Airtight Done Right: Sealing with aerosol
This article was written by Amanda Voss for Energy Design Update, with heavy contribution from Dave Bohac, CEE's Director of Research. The article profiles Bohac's aerosol sealant research.
Abstract
The American home is responsible for about 23% of energy use in the United States, and 43% of that energy use is dedicated to heating and cooling. For current homes, the US Department of Energy (DOE) estimates that 29% of space conditioning use results from air infiltration. Of the 135,000 homes in the US Residential Diagnostics Database (ResDB; http://resdb.lbl.gov), there was a geometric mean leakage of 11 air changes per hour at a pressure difference of 50 Pascals (ACH50). This unintended air infiltration results in additional space heating and cooling equipment loads, as well as loss of comfort and uncontrolled airflow in homes.

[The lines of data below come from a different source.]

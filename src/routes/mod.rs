pub mod health_check; // Public for OpenAPI annotations
pub mod race_test; // Public for OpenAPI annotations

pub use health_check::*;
pub use race_test::*;
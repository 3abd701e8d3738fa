use crate::helpers::spawn_app_with_sdk;
use hpp_race_probe::gateway::{
    ContaminatingHostedPaymentSdk, GpEcomConfig, HostedPaymentSdk, HostedService,
    LoopbackHostedPaymentSdk, SdkError,
};
use std::sync::Arc;

#[derive(Debug)]
struct UnreachableSdk;

impl HostedPaymentSdk for UnreachableSdk {
    fn hosted_service(
        &self,
        _config: GpEcomConfig,
        _config_name: &str,
    ) -> Result<Box<dyn HostedService>, SdkError> {
        Err(SdkError::Unexpected(anyhow::anyhow!("SDK host refused the connection")))
    }
}

#[tokio::test]
async fn race_test_page_is_served_as_html() {
    let app = spawn_app_with_sdk(Arc::new(LoopbackHostedPaymentSdk)).await;

    let response = app.get_race_test_page().await;

    assert_eq!(response.status().as_u16(), 200);
    let content_type = response.headers()["content-type"].to_str().unwrap().to_owned();
    assert!(content_type.starts_with("text/html"));
    let html = response.text().await.unwrap();
    assert!(html.contains("/debug/realex-race-test/api"));
}

#[tokio::test]
async fn isolated_sdk_reports_no_race_condition() {
    let app = spawn_app_with_sdk(Arc::new(LoopbackHostedPaymentSdk)).await;

    let response = app.get_race_test_api().await;

    assert_eq!(response.status().as_u16(), 200);
    let body: serde_json::Value = response.json().await.unwrap();
    assert_eq!(body["InputMerchantId"], "FeeFree");
    assert_eq!(body["OutputMerchantId"], "FeeFree");
    assert_eq!(body["OutputAccountId"], body["InputAccountId"]);
    assert_eq!(body["MerchantIdsMatch"], true);
    assert_eq!(body["AccountIdsMatch"], true);
    assert_eq!(body["RaceConditionDetected"], false);
    assert!(body["Message"].as_str().unwrap().contains("SUCCESS"));
    assert!(body["TestTimestamp"].is_string());
    let payload = body["FullSerializedJson"].as_str().unwrap();
    assert_eq!(body["SerializedJsonLength"], payload.chars().count());
}

#[tokio::test]
async fn every_request_gets_a_fresh_account_id() {
    let app = spawn_app_with_sdk(Arc::new(LoopbackHostedPaymentSdk)).await;

    let mut account_ids = std::collections::HashSet::new();
    for _ in 0..5 {
        let body: serde_json::Value = app.get_race_test_api().await.json().await.unwrap();
        let account_id = body["InputAccountId"].as_str().unwrap().to_owned();
        assert!(account_id.starts_with("locale_"));
        account_ids.insert(account_id);
    }

    assert!(account_ids.len() > 1);
}

#[tokio::test]
async fn sequential_requests_do_not_trip_a_shared_cache() {
    // With one request in flight the cached config is always the caller's own.
    let app = spawn_app_with_sdk(Arc::new(ContaminatingHostedPaymentSdk::default())).await;

    for _ in 0..3 {
        let body: serde_json::Value = app.get_race_test_api().await.json().await.unwrap();
        assert_eq!(body["RaceConditionDetected"], false);
    }
}

#[tokio::test]
async fn sdk_failure_returns_500_with_error_details() {
    let app = spawn_app_with_sdk(Arc::new(UnreachableSdk)).await;

    let response = app.get_race_test_api().await;

    assert_eq!(response.status().as_u16(), 500);
    let body: serde_json::Value = response.json().await.unwrap();
    assert_eq!(
        body["Error"],
        "The hosted-payment SDK failed to serialize the charge."
    );
    assert_eq!(body["InnerException"], "SDK host refused the connection");
    assert!(
        body["StackTrace"]
            .as_str()
            .unwrap()
            .contains("SDK host refused the connection")
    );
}
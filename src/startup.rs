use crate::configuration::Settings;
use crate::gateway::HostedPaymentSdk;
use crate::openapi::openapi_json;
use crate::routes::{
    RACE_TEST_PATH, health_check, race_test_api, race_test_concurrent, race_test_page,
};
use crate::trial::TrialRunner;
use axum::Router;
use axum::routing::get;
use std::net::TcpListener;
use std::sync::Arc;
use tower_http::trace::TraceLayer;

#[derive(Clone)]
pub struct AppState {
    pub trials: TrialRunner,
}

pub struct Application {
    port: u16,
    listener: TcpListener,
    state: AppState,
}

impl Application {
    /// Builds the application with the SDK selected in the configuration.
    pub async fn build(configuration: Settings) -> Result<Self, anyhow::Error> {
        let sdk = configuration.gateway.sdk()?;
        Self::build_with_sdk(configuration, sdk).await
    }

    pub async fn build_with_sdk(
        configuration: Settings,
        sdk: Arc<dyn HostedPaymentSdk>,
    ) -> Result<Self, anyhow::Error> {
        tracing::info!("Using hosted-payment SDK {:?}", sdk);
        let address = format!(
            "{}:{}",
            configuration.application.host, configuration.application.port
        );
        let listener = TcpListener::bind(address)?;
        listener.set_nonblocking(true)?;
        let port = listener.local_addr()?.port();
        let state = AppState {
            trials: TrialRunner::new(sdk, configuration.trial, configuration.gateway),
        };

        Ok(Self {
            port,
            listener,
            state,
        })
    }

    pub fn port(&self) -> u16 {
        self.port
    }

    pub async fn run_until_stopped(self) -> Result<(), std::io::Error> {
        let app = router(self.state);
        let listener = tokio::net::TcpListener::from_std(self.listener)?;
        axum::serve(listener, app).await?;
        Ok(())
    }
}

pub fn router(state: AppState) -> Router {
    Router::new()
        .route("/health_check", get(health_check))
        .route(RACE_TEST_PATH, get(race_test_page))
        .route(&format!("{}/api", RACE_TEST_PATH), get(race_test_api))
        .route(
            &format!("{}/api/concurrent", RACE_TEST_PATH),
            get(race_test_concurrent),
        )
        .route("/api-docs/openapi.json", get(openapi_json))
        .with_state(state)
        .layer(TraceLayer::new_for_http())
}
use crate::domain::TrialIdentifiers;
use chrono::{DateTime, Utc};
use serde::Serialize;

/// Outcome of comparing the identifiers fed into the SDK with the ones it echoed back.
#[derive(Debug, Clone, Copy, PartialEq, Eq)]
pub struct IdentifierMatch {
    pub merchant_ids_match: bool,
    pub account_ids_match: bool,
}

impl IdentifierMatch {
    /// Comparison ignores ASCII case.
    pub fn compute(
        input_merchant_id: &str,
        input_account_id: &str,
        output_merchant_id: &str,
        output_account_id: &str,
    ) -> Self {
        Self {
            merchant_ids_match: input_merchant_id.eq_ignore_ascii_case(output_merchant_id),
            account_ids_match: input_account_id.eq_ignore_ascii_case(output_account_id),
        }
    }

    pub fn all_match(&self) -> bool {
        self.merchant_ids_match && self.account_ids_match
    }

    pub fn race_condition_detected(&self) -> bool {
        !self.all_match()
    }

    pub fn message(&self) -> String {
        if self.all_match() {
            "✅ SUCCESS: Both MerchantId and AccountId match - No race condition".to_string()
        } else {
            format!(
                "❌ RACE CONDITION DETECTED! MerchantId: {}, AccountId: {}",
                mark(self.merchant_ids_match),
                mark(self.account_ids_match)
            )
        }
    }
}

fn mark(matches: bool) -> &'static str {
    if matches { "✅" } else { "❌" }
}

#[derive(Debug, Clone, Serialize, utoipa::ToSchema)]
#[serde(rename_all = "PascalCase")]
pub struct ObservedResult {
    /// When the trial finished (UTC)
    pub test_timestamp: DateTime<Utc>,
    pub input_merchant_id: String,
    pub input_account_id: String,
    /// Merchant id recovered from the serialized payload, or an extraction sentinel
    pub output_merchant_id: String,
    /// Account id recovered from the serialized payload, or an extraction sentinel
    pub output_account_id: String,
    pub merchant_ids_match: bool,
    pub account_ids_match: bool,
    pub race_condition_detected: bool,
    /// Human-readable verdict
    pub message: String,
    pub serialized_json_length: usize,
    /// Raw payload returned by the SDK
    pub full_serialized_json: String,
}

impl ObservedResult {
    pub fn new(
        identifiers: &TrialIdentifiers,
        output_merchant_id: String,
        output_account_id: String,
        serialized_json: String,
    ) -> Self {
        let verdict = IdentifierMatch::compute(
            &identifiers.merchant_id,
            &identifiers.account_id,
            &output_merchant_id,
            &output_account_id,
        );
        Self {
            test_timestamp: Utc::now(),
            input_merchant_id: identifiers.merchant_id.clone(),
            input_account_id: identifiers.account_id.clone(),
            output_merchant_id,
            output_account_id,
            merchant_ids_match: verdict.merchant_ids_match,
            account_ids_match: verdict.account_ids_match,
            race_condition_detected: verdict.race_condition_detected(),
            message: verdict.message(),
            serialized_json_length: serialized_json.chars().count(),
            full_serialized_json: serialized_json,
        }
    }
}
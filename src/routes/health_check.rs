use axum::http::StatusCode;

/// Health check endpoint
///
/// Returns 200 OK while the service accepts requests. The hosted-payment SDK is not consulted.
#[utoipa::path(
    get,
    path = "/health_check",
    tag = "health",
    responses(
        (status = 200, description = "Service is up")
    )
)]
pub async fn health_check() -> StatusCode {
    StatusCode::OK
}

How to get homes airtight is not only a debate in the laboratory, but also a constant challenge in the field. Even the best traditional sealing methods are manual, making them costly in time and labor and hard to verify. A builder must rely on contractor personnel to visually identify and manually seal leaks individually, which means that the ultimate airtightness level is highly variable. Often, airtightness verification is performed by yet another contractor after the sealing work, and after most (or all) of the construction is complete. This provides limited opportunity for feedback on the effectiveness of the air sealing, making it difficult for the sealing contractor to ensure that a specific level of tightness has been achieved. “Even a 10% to 30% reduction goal is challenging,” says Dave Bohac, director of research for the Center for Energy and Environment (CEE). CEE is also one of the DOE’s Building America research teams, working to further develop the aerosol envelope-sealing technology.